Each line of the listing below that includes "NewSection" should be reported.

* _Data under study_
═══

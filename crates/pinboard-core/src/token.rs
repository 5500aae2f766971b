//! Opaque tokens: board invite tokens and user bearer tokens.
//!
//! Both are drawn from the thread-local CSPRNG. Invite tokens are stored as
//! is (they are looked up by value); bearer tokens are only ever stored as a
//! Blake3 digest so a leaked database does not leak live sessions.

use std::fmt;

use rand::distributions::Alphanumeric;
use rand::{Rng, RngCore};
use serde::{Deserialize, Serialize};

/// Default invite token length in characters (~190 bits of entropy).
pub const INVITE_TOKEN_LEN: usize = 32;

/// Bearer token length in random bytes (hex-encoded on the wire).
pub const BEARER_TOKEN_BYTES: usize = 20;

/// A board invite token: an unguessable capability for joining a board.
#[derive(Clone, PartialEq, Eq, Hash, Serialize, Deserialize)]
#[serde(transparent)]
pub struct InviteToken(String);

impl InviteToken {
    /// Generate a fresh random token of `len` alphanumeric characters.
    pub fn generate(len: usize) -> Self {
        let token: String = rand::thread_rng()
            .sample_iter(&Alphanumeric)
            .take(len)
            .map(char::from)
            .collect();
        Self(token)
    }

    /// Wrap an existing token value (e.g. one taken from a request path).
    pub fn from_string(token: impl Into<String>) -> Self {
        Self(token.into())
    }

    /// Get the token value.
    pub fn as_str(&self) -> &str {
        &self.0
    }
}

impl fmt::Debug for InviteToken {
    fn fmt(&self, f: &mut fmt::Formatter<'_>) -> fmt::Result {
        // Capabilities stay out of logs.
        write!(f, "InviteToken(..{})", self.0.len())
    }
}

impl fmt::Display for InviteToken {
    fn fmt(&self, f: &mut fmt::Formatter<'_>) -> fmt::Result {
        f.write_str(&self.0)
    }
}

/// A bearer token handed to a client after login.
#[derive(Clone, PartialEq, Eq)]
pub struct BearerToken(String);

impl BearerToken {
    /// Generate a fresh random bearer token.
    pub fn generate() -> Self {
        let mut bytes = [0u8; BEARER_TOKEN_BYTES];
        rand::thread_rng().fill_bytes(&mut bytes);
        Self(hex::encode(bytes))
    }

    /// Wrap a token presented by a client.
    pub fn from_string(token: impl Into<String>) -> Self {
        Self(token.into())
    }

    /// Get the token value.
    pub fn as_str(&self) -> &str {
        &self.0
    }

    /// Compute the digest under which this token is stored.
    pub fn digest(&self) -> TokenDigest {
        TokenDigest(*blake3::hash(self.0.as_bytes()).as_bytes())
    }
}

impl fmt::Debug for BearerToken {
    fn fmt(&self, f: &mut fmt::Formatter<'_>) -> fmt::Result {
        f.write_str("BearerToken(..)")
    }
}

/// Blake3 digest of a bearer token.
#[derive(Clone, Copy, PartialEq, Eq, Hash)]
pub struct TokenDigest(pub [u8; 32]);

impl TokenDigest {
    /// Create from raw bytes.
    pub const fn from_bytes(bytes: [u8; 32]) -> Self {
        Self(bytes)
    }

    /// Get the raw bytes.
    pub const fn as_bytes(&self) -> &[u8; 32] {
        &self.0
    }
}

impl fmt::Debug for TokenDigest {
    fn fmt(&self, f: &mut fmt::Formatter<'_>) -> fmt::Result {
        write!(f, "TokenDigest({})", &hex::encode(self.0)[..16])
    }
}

═══

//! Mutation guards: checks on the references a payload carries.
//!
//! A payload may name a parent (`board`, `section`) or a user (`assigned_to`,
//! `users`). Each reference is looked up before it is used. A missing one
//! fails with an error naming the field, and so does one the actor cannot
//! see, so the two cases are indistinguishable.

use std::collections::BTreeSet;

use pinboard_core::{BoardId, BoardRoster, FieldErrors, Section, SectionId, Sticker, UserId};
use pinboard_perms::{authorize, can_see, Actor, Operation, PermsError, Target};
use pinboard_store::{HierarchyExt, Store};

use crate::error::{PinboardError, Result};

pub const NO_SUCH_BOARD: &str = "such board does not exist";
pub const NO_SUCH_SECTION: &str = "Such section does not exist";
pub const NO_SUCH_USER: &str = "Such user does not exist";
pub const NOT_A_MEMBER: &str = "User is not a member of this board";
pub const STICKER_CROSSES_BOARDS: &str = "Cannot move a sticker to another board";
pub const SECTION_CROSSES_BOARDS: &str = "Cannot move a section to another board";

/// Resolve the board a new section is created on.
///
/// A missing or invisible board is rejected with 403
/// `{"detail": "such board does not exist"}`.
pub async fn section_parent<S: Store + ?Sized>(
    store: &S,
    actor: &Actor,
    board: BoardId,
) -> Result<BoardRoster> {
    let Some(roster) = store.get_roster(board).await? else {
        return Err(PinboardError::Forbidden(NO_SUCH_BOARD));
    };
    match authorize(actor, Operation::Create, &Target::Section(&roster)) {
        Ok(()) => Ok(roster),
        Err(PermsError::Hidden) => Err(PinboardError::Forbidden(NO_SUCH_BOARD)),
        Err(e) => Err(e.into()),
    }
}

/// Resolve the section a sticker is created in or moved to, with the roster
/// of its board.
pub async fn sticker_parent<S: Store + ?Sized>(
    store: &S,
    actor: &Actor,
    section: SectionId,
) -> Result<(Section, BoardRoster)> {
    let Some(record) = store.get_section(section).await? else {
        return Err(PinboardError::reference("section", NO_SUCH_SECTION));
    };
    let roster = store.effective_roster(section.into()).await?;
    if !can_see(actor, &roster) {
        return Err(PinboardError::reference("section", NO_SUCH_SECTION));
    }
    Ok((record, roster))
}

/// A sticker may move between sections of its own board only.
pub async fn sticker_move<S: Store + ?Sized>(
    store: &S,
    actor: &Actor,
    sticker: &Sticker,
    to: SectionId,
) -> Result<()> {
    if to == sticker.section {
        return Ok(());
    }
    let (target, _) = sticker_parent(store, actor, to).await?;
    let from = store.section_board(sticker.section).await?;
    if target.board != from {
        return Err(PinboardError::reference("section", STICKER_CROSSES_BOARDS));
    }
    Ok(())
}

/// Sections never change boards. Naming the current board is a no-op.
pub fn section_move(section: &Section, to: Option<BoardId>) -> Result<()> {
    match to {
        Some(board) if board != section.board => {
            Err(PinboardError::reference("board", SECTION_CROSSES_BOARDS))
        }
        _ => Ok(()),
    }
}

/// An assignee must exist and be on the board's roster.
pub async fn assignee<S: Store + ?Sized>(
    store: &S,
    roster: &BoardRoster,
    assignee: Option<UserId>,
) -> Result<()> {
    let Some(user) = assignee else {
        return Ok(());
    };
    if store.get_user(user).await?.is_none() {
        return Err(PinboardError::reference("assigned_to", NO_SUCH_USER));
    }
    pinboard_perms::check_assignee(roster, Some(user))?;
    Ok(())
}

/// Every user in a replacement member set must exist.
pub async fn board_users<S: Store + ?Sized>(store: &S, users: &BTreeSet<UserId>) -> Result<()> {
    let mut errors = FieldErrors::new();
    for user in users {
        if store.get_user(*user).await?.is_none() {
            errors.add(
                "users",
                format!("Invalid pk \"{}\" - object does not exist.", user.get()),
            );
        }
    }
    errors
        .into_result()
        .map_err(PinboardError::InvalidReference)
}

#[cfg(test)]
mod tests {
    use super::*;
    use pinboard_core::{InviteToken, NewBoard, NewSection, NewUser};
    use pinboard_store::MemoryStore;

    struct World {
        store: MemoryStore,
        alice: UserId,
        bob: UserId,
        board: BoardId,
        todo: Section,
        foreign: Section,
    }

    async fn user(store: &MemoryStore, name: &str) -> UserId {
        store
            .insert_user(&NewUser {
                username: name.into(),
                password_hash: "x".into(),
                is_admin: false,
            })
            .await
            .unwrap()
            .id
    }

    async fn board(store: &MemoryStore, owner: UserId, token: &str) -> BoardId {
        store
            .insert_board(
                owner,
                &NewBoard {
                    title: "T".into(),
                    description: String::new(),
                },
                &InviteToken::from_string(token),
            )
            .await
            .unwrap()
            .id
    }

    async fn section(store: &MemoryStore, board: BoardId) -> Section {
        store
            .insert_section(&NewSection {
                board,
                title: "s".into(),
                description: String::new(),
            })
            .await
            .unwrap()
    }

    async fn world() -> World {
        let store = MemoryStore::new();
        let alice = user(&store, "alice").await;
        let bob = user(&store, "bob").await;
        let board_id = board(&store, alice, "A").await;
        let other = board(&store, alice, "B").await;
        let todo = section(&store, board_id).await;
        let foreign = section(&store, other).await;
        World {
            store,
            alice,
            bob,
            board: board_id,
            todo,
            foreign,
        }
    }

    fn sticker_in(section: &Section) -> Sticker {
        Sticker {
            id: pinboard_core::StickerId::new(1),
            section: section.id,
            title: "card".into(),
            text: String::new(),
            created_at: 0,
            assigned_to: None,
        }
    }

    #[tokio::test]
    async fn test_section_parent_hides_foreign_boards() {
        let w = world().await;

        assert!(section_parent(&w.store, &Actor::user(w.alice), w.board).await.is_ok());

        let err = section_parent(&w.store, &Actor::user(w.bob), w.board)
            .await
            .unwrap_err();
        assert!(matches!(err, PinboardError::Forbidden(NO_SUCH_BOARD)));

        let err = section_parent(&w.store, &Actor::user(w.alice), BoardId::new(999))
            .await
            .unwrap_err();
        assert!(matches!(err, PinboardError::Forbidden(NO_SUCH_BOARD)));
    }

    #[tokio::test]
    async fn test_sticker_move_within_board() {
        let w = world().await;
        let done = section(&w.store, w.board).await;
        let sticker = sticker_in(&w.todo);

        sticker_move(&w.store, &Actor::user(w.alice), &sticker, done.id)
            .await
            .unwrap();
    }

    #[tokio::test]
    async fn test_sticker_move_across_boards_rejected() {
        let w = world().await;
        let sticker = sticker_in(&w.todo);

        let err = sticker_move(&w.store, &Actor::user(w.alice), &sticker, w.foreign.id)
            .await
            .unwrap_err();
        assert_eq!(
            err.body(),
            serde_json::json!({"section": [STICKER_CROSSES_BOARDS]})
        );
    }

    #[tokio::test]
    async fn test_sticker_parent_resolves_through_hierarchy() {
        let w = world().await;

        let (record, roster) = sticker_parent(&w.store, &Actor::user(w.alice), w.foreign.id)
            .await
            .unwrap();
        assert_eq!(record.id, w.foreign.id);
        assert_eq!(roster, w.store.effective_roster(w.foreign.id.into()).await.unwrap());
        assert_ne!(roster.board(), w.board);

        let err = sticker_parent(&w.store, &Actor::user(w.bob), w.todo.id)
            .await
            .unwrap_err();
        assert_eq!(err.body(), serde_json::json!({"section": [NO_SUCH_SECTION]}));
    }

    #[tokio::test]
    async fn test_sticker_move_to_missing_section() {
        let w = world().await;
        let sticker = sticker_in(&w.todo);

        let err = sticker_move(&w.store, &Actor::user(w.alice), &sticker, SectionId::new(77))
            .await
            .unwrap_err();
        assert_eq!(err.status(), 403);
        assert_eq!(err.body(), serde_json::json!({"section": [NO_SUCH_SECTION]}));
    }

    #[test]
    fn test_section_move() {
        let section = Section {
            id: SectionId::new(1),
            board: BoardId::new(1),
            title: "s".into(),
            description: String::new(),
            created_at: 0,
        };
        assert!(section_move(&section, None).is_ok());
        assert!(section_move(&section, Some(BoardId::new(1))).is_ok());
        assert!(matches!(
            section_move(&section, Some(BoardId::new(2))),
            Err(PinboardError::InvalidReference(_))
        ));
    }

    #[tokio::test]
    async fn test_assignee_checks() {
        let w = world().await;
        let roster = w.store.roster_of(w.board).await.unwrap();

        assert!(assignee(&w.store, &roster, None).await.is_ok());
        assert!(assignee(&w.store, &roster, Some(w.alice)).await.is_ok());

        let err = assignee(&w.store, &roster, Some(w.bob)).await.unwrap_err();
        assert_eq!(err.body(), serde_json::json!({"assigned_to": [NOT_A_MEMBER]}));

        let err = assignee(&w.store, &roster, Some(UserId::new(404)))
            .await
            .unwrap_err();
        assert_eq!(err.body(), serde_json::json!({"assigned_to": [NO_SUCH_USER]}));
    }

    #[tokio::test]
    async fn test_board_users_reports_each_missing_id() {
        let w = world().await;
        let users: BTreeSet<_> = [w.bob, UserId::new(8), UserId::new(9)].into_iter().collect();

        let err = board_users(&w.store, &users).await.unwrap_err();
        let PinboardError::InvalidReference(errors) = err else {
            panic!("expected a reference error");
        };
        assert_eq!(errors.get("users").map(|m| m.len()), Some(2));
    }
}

═══

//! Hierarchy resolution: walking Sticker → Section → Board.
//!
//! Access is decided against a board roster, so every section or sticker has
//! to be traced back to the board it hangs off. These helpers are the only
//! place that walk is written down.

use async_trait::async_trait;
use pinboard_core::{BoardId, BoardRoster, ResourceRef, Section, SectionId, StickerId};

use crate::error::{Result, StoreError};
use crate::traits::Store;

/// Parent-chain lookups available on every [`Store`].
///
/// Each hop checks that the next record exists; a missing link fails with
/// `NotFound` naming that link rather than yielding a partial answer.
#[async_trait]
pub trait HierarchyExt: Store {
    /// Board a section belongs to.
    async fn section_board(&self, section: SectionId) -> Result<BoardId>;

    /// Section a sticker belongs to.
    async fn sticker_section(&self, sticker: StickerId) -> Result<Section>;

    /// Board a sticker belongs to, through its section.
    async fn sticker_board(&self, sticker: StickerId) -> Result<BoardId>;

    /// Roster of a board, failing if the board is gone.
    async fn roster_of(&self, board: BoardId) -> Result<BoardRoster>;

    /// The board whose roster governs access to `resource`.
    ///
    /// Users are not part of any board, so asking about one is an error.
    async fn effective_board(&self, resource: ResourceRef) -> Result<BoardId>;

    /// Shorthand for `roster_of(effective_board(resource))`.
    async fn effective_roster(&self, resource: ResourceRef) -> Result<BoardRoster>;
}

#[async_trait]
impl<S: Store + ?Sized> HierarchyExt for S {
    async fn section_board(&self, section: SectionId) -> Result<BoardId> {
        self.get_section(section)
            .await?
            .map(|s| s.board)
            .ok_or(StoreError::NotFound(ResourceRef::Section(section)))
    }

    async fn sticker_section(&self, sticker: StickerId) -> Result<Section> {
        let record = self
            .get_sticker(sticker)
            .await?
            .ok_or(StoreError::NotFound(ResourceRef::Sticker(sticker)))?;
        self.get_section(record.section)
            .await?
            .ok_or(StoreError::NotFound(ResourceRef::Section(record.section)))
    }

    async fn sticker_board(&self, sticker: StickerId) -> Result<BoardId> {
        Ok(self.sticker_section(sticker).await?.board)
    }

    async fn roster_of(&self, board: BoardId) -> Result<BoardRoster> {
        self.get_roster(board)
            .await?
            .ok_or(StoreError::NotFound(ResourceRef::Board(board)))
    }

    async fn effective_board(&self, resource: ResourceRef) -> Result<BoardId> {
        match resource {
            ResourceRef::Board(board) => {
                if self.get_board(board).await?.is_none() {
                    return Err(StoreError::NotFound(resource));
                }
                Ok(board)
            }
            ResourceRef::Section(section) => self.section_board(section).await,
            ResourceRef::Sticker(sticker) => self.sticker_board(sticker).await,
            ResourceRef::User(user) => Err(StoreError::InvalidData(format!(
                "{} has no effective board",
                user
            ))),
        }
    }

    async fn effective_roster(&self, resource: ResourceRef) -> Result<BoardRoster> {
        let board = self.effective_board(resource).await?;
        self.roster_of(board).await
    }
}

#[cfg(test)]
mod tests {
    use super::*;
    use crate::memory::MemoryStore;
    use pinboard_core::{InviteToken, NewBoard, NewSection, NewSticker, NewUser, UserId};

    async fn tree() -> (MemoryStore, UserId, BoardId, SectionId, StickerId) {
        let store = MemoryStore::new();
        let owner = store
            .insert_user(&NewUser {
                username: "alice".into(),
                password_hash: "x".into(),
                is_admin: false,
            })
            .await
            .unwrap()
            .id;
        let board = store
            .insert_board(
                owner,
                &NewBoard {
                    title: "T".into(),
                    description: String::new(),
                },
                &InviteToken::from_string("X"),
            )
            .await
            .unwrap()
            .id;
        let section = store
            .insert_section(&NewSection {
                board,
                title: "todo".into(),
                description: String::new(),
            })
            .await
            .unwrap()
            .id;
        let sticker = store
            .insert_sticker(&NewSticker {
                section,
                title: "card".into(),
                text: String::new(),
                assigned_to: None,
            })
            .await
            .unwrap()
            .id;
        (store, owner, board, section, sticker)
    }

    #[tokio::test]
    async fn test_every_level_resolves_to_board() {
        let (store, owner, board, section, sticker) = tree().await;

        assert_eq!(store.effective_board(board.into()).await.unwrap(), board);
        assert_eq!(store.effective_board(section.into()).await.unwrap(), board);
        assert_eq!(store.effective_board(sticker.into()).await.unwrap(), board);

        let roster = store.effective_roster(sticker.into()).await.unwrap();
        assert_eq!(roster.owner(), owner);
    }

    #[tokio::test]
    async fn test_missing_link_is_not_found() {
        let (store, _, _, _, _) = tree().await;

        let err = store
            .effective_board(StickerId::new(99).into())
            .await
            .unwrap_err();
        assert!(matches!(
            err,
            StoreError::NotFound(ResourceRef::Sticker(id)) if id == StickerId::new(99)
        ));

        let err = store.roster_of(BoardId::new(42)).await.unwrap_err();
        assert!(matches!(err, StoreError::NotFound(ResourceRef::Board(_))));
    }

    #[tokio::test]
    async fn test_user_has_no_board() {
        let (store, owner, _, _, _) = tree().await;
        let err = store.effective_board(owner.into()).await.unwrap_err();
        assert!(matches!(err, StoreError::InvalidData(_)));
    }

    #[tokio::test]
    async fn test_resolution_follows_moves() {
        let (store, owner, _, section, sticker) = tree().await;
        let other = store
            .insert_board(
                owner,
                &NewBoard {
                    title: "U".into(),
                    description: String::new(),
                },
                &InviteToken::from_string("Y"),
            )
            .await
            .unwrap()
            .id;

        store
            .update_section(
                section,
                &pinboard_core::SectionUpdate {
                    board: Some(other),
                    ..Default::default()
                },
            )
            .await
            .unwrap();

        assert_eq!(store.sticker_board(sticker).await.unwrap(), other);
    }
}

═══

* _Completed task_
    use pinboard_core::{InviteToken, NewBoard, NewSection, NewUser};
            .insert_section(&NewSection {
    use pinboard_core::{InviteToken, NewBoard, NewSection, NewSticker, NewUser, UserId};
            .insert_section(&NewSection {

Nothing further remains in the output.